We’ve all had dark times.
I come from a long line of strong, independent, creative women who taught me how to remain tough in tough times. In a former life, I had earned a degree in English Education. I got married and was a stay at home mom for my two daughters for thirteen years. I tutored college students with learning disabilities at the local university and taught religious education classes at my local parish.
In May of 2015, my university position lost funding, and I lost my job. In August of that same year, I lost two sisters-in-law to cancer. In October, my sister died suddenly. Then, in the first week of January 2016, That Awful Week, my brother’s wife died, my son-in-law’s grandfather passed away, and my family feared losing both my father and a nephew to alcoholism.
And I broke.
2016 was a very dark time. It had begun with That Awful Week and ended with my father’s death in December. I had to learn to let go. To let go of guilt. To let go of circumstances beyond my control. To let go of things that cluttered my life and my home and made my living stressful.
My husband and girls gave me a reason to keep fighting. My therapist gave me coping skills. My priest gave me encouragement. My friends let me rant and rave and scream and cry and still find a way to laugh.

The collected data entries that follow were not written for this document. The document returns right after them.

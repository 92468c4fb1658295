use anyhow::Result;
use opentelemetry::{KeyValue, global, trace::TracerProvider as _};
use opentelemetry_otlp::WithExportConfig;
use opentelemetry_sdk::{Resource, trace::SdkTracerProvider};
use tracing::Level;
use tracing_subscriber::{EnvFilter, fmt, layer::SubscriberExt, util::SubscriberInitExt};

/// Environment variable that enables span export over OTLP/gRPC.
pub const OTLP_ENDPOINT_ENV: &str = "OTEL_EXPORTER_OTLP_ENDPOINT";

/// Flushes and shuts down the tracer provider on drop.
#[must_use]
pub struct TelemetryGuard {
    provider: Option<SdkTracerProvider>,
}

impl Drop for TelemetryGuard {
    fn drop(&mut self) {
        if let Some(provider) = self.provider.take()
            && let Err(e) = provider.shutdown()
        {
            eprintln!("failed to shut down tracer provider: {e}");
        }
    }
}

/// Map `-v` occurrences to the default log level. `RUST_LOG` overrides it.
#[must_use]
pub const fn level(verbosity: u8) -> Level {
    match verbosity {
        0 => Level::INFO,
        1 => Level::DEBUG,
        _ => Level::TRACE,
    }
}

/// Install the global subscriber: env filter, fmt output and, when
/// `OTEL_EXPORTER_OTLP_ENDPOINT` is set, an OpenTelemetry layer.
///
/// # Errors
///
/// Returns an error if the OTLP exporter cannot be built or a global
/// subscriber is already installed.
pub fn init(verbosity: u8) -> Result<TelemetryGuard> {
    let filter = EnvFilter::builder()
        .with_default_directive(level(verbosity).into())
        .from_env_lossy();

    let provider = match std::env::var(OTLP_ENDPOINT_ENV) {
        Ok(endpoint) if !endpoint.trim().is_empty() => Some(tracer_provider(&endpoint)?),
        _ => None,
    };

    let otel_layer = provider.as_ref().map(|provider| {
        tracing_opentelemetry::layer().with_tracer(provider.tracer(env!("CARGO_PKG_NAME")))
    });

    tracing_subscriber::registry()
        .with(filter)
        .with(fmt::layer().with_target(false))
        .with(otel_layer)
        .try_init()?;

    if let Some(provider) = &provider {
        global::set_tracer_provider(provider.clone());
    }

    Ok(TelemetryGuard { provider })
}

fn tracer_provider(endpoint: &str) -> Result<SdkTracerProvider> {
    let resource = Resource::builder()
        .with_service_name(env!("CARGO_PKG_NAME"))
        .with_attributes([KeyValue::new("service.version", env!("CARGO_PKG_VERSION"))])
        .build();

    let exporter = opentelemetry_otlp::SpanExporter::builder()
        .with_tonic()
        .with_endpoint(endpoint)
        .build()?;

    Ok(SdkTracerProvider::builder()
        .with_batch_exporter(exporter)
        .with_resource(resource)
        .build())
}
use crate::sampler::{ConnectParams, Features, Instance, TlsParams, host_tag};
use secrecy::SecretString;
use serde::Deserialize;
use std::path::PathBuf;
use std::time::Duration;

/// Top level of the configuration file.
#[derive(Debug, Deserialize)]
#[serde(deny_unknown_fields)]
pub struct Config {
    /// Default polling interval (seconds)
    #[serde(default = "default_interval")]
    pub interval: u64,
    /// One `[[instance]]` block per database target
    #[serde(default, rename = "instance")]
    pub instances: Vec<InstanceConfig>,
}

pub const fn default_interval() -> u64 {
    10
}

/// One monitored server.
///
/// ```toml
/// [[instance]]
/// name = "primary"
/// host = "db1.example.com"
/// user = "monitor"
/// password = "secret"
/// primary_stats = true
///
/// [instance.tls]
/// ca = "/etc/mysql/ca.pem"
/// ```
#[derive(Debug, Deserialize)]
#[serde(deny_unknown_fields)]
#[allow(clippy::struct_excessive_bools)]
pub struct InstanceConfig {
    /// Instance tag, must be unique
    pub name: String,
    /// Host tag override
    pub alias: Option<String>,
    pub host: Option<String>,
    pub user: Option<String>,
    pub password: Option<SecretString>,
    pub database: Option<String>,
    /// 0 means the client default
    pub port: Option<u16>,
    pub socket: Option<PathBuf>,
    /// Seconds, 0 disables the timeout
    #[serde(default)]
    pub connect_timeout: u64,
    /// Seconds, overrides the global interval
    pub interval: Option<u64>,
    #[serde(default)]
    pub tls: TlsParams,

    #[serde(default)]
    pub primary_stats: bool,
    #[serde(default)]
    pub replica_stats: bool,
    #[serde(default)]
    pub innodb_stats: bool,
    #[serde(default)]
    pub wsrep_stats: bool,
    #[serde(default)]
    pub replica_notifications: bool,
}

impl InstanceConfig {
    #[must_use]
    pub const fn features(&self) -> Features {
        Features {
            primary_stats: self.primary_stats,
            replica_stats: self.replica_stats,
            innodb_stats: self.innodb_stats,
            wsrep_stats: self.wsrep_stats,
            replica_notifications: self.replica_notifications,
        }
    }

    /// Build the runtime instance. `hostname` is the local host name used as
    /// host tag for loopback targets.
    #[must_use]
    pub fn into_instance(self, hostname: &str) -> Instance {
        let features = self.features();
        let tag = host_tag(self.alias.as_deref(), self.host.as_deref(), hostname);
        let interval = self.interval.map(Duration::from_secs);

        let params = ConnectParams {
            host: self.host,
            user: self.user,
            password: self.password,
            database: self.database,
            port: self.port.filter(|p| *p != 0),
            socket: self.socket,
            connect_timeout: Duration::from_secs(self.connect_timeout),
            tls: self.tls,
        };

        Instance::new(self.name, tag, features, params).with_interval(interval)
    }
}
#![allow(clippy::unwrap_used)]
#![allow(clippy::expect_used)]
#![allow(clippy::panic)]
#![allow(unsafe_code)]

use mysql_sampler::sampler::{
    ConnectParams, Features, Instance, SampleError, Sampler, SchemaError, SqlxClient, SubQuery,
};
use mysql_sampler::sink::{MemoryNotifier, MemorySink};
use nix::unistd::geteuid;
use std::env;
use std::path::Path;
use std::sync::Arc;
use std::time::Duration;
use testcontainers_modules::mariadb::Mariadb;
use testcontainers_modules::testcontainers::{core::IntoContainerPort, runners::AsyncRunner};

fn socket_exists(host: &str) -> bool {
    if let Some(path) = host.strip_prefix("unix://") {
        Path::new(path).exists()
    } else {
        true
    }
}

fn find_container_runtime() -> Option<String> {
    if let Ok(existing) = env::var("DOCKER_HOST")
        && !existing.is_empty()
        && socket_exists(&existing)
    {
        return Some(existing);
    }

    // Podman first, then Docker.
    let uid = geteuid().as_raw();
    let candidates = [
        format!("unix:///run/user/{uid}/podman/podman.sock"),
        "unix:///run/podman/podman.sock".to_string(),
        "unix:///var/run/podman/podman.sock".to_string(),
        "unix:///var/run/docker.sock".to_string(),
    ];

    candidates.into_iter().find(|c| socket_exists(c))
}

#[tokio::test]
async fn sample_mariadb_container() -> anyhow::Result<()> {
    let Some(docker_host) = find_container_runtime() else {
        eprintln!(
            "No container runtime socket found (checked Podman + Docker), skipping container integration test"
        );
        return Ok(());
    };

    // Single-threaded test setup, nothing else reads the environment yet.
    unsafe { env::set_var("DOCKER_HOST", &docker_host) };

    let container = match Mariadb::default().start().await {
        Ok(container) => container,
        Err(e) => {
            eprintln!("Skipping container integration test: {e}");
            return Ok(());
        }
    };

    let port = container.get_host_port_ipv4(3306.tcp()).await?;
    let host = container.get_host().await?;

    let mut instance = Instance::new(
        "container",
        "container",
        Features {
            primary_stats: false,
            replica_stats: true,
            innodb_stats: true,
            wsrep_stats: false,
            replica_notifications: false,
        },
        ConnectParams {
            host: Some(host.to_string()),
            user: Some("root".to_string()),
            database: Some("test".to_string()),
            port: Some(port),
            connect_timeout: Duration::from_secs(20),
            ..ConnectParams::default()
        },
    );

    let sink = Arc::new(MemorySink::new());
    let sampler = Sampler::new(
        Arc::new(SqlxClient::new()),
        sink.clone(),
        Arc::new(MemoryNotifier::new()),
    );

    let report = sampler.run_cycle(&mut instance).await?;

    assert!(
        report.server_version >= 100_000,
        "unexpected server version {}",
        report.server_version
    );
    assert!(instance.is_connected());

    let emissions = sink.emissions();
    assert!(
        emissions.iter().any(|e| e.series == "uptime"),
        "should include uptime"
    );
    assert!(
        emissions.iter().any(|e| e.series == "mysql_octets"),
        "should include traffic counters"
    );

    assert!(
        matches!(report.outcome(SubQuery::Innodb), Some(Ok(n)) if *n > 0),
        "innodb_metrics should produce values"
    );

    // not a replica
    assert!(matches!(
        report.outcome(SubQuery::Replication),
        Some(Err(SampleError::Schema(SchemaError::NoRows { .. })))
    ));

    // second cycle reuses the session
    let second = sampler.run_cycle(&mut instance).await?;
    assert_eq!(second.server_version, report.server_version);

    instance.close().await;
    assert!(!instance.is_connected());

    Ok(())
}
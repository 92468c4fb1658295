//! Primary/replica status parsing and edge-triggered replication alerts.

use super::classify::{parse_counter, parse_gauge};
use super::client::{ResultSet, Row};
use super::error::SchemaError;
use super::instance::Features;
use super::query::{SHOW_MASTER_STATUS, SHOW_SLAVE_STATUS, single_row};
use crate::sink::{Emission, Notification, Severity};

pub const PRIMARY_STATUS_MIN_COLUMNS: usize = 2;
pub const REPLICA_STATUS_MIN_COLUMNS: usize = 33;

// Positional columns of SHOW SLAVE STATUS.
const READ_POSITION: usize = 6;
const IO_RUNNING: usize = 10;
const SQL_RUNNING: usize = 11;
const EXEC_POSITION: usize = 21;
const SECONDS_BEHIND: usize = 32;

pub const IO_STOPPED: &str = "replica I/O thread not started or not connected to primary";
pub const IO_STARTED: &str = "replica I/O thread started and connected to primary";
pub const SQL_STOPPED: &str = "replica SQL thread not started";
pub const SQL_STARTED: &str = "replica SQL thread started";

/// What one replica status row produced.
#[derive(Debug, Default)]
pub struct Observation {
    pub emissions: Vec<Emission>,
    pub notifications: Vec<Notification>,
}

/// Remembers the last observed state of the replica threads so that only
/// transitions raise notifications.
#[derive(Clone, Copy, Debug, PartialEq, Eq)]
pub struct ReplicationWatcher {
    io_running: bool,
    sql_running: bool,
}

impl Default for ReplicationWatcher {
    fn default() -> Self {
        Self::new()
    }
}

impl ReplicationWatcher {
    /// Both threads start out as running, so a replica that is already broken
    /// on the first cycle still produces a warning.
    #[must_use]
    pub const fn new() -> Self {
        Self {
            io_running: true,
            sql_running: true,
        }
    }

    #[must_use]
    pub const fn io_running(&self) -> bool {
        self.io_running
    }

    #[must_use]
    pub const fn sql_running(&self) -> bool {
        self.sql_running
    }

    /// Process the result of `SHOW SLAVE STATUS`.
    ///
    /// # Errors
    ///
    /// Returns a [`SchemaError`] if the result is empty or has fewer than
    /// [`REPLICA_STATUS_MIN_COLUMNS`] columns. Stored state is left untouched.
    pub fn observe(
        &mut self,
        result: &ResultSet,
        features: &Features,
    ) -> Result<Observation, SchemaError> {
        let row = single_row(result, SHOW_SLAVE_STATUS, REPLICA_STATUS_MIN_COLUMNS)?;
        let mut observation = Observation::default();

        let io = is_yes(column(row, IO_RUNNING));
        let sql = is_yes(column(row, SQL_RUNNING));

        if features.replica_stats {
            let out = &mut observation.emissions;
            out.push(Emission::gauge(
                "bool",
                Some("replica-sql-running"),
                if sql { 1.0 } else { 0.0 },
            ));
            out.push(Emission::gauge(
                "bool",
                Some("replica-io-running"),
                if io { 1.0 } else { 0.0 },
            ));
            out.push(Emission::derive(
                "mysql_log_position",
                Some("replica-read"),
                column(row, READ_POSITION).map_or(0, parse_counter),
            ));
            out.push(Emission::derive(
                "mysql_log_position",
                Some("replica-exec"),
                column(row, EXEC_POSITION).map_or(0, parse_counter),
            ));
            if let Some(lag) = column(row, SECONDS_BEHIND) {
                out.push(Emission::gauge("time_offset", None, parse_gauge(lag)));
            }
        }

        if features.replica_notifications {
            let notes = &mut observation.notifications;
            notes.extend(transition(&mut self.io_running, io, IO_STOPPED, IO_STARTED));
            notes.extend(transition(&mut self.sql_running, sql, SQL_STOPPED, SQL_STARTED));
        }

        Ok(observation)
    }
}

fn transition(
    stored: &mut bool,
    running: bool,
    stopped: &'static str,
    started: &'static str,
) -> Option<Notification> {
    match (*stored, running) {
        (true, false) => {
            *stored = false;
            Some(Notification::new(Severity::Warning, stopped))
        }
        (false, true) => {
            *stored = true;
            Some(Notification::new(Severity::Okay, started))
        }
        _ => None,
    }
}

/// Binlog position of a primary, from `SHOW MASTER STATUS`.
///
/// # Errors
///
/// Returns a [`SchemaError`] if the result is empty or narrower than two
/// columns.
pub fn primary_position(result: &ResultSet) -> Result<Emission, SchemaError> {
    let row = single_row(result, SHOW_MASTER_STATUS, PRIMARY_STATUS_MIN_COLUMNS)?;
    Ok(Emission::derive(
        "mysql_log_position",
        Some("primary-binlog"),
        column(row, 1).map_or(0, parse_counter),
    ))
}

fn column(row: &Row, index: usize) -> Option<&str> {
    row.get(index).and_then(Option::as_deref)
}

fn is_yes(value: Option<&str>) -> bool {
    value.is_some_and(|v| v.eq_ignore_ascii_case("yes"))
}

Simply DeStressed was born out of that dark time. Creating this little business of mine has been a way to cope with an enormous amout of grief — on top of the everyday stress of living.
I’ve mostly recovered. Forever changed, yes, but better. Now when I start getting overwhelmed, I dive into a dose of creative therapy. Building. Refinishing. Painting. Decorating. Writing. Learning. Even simply cleaning and organizing.
So there it is. Simply DeStressed: Decorate Simply. Live DeStressed.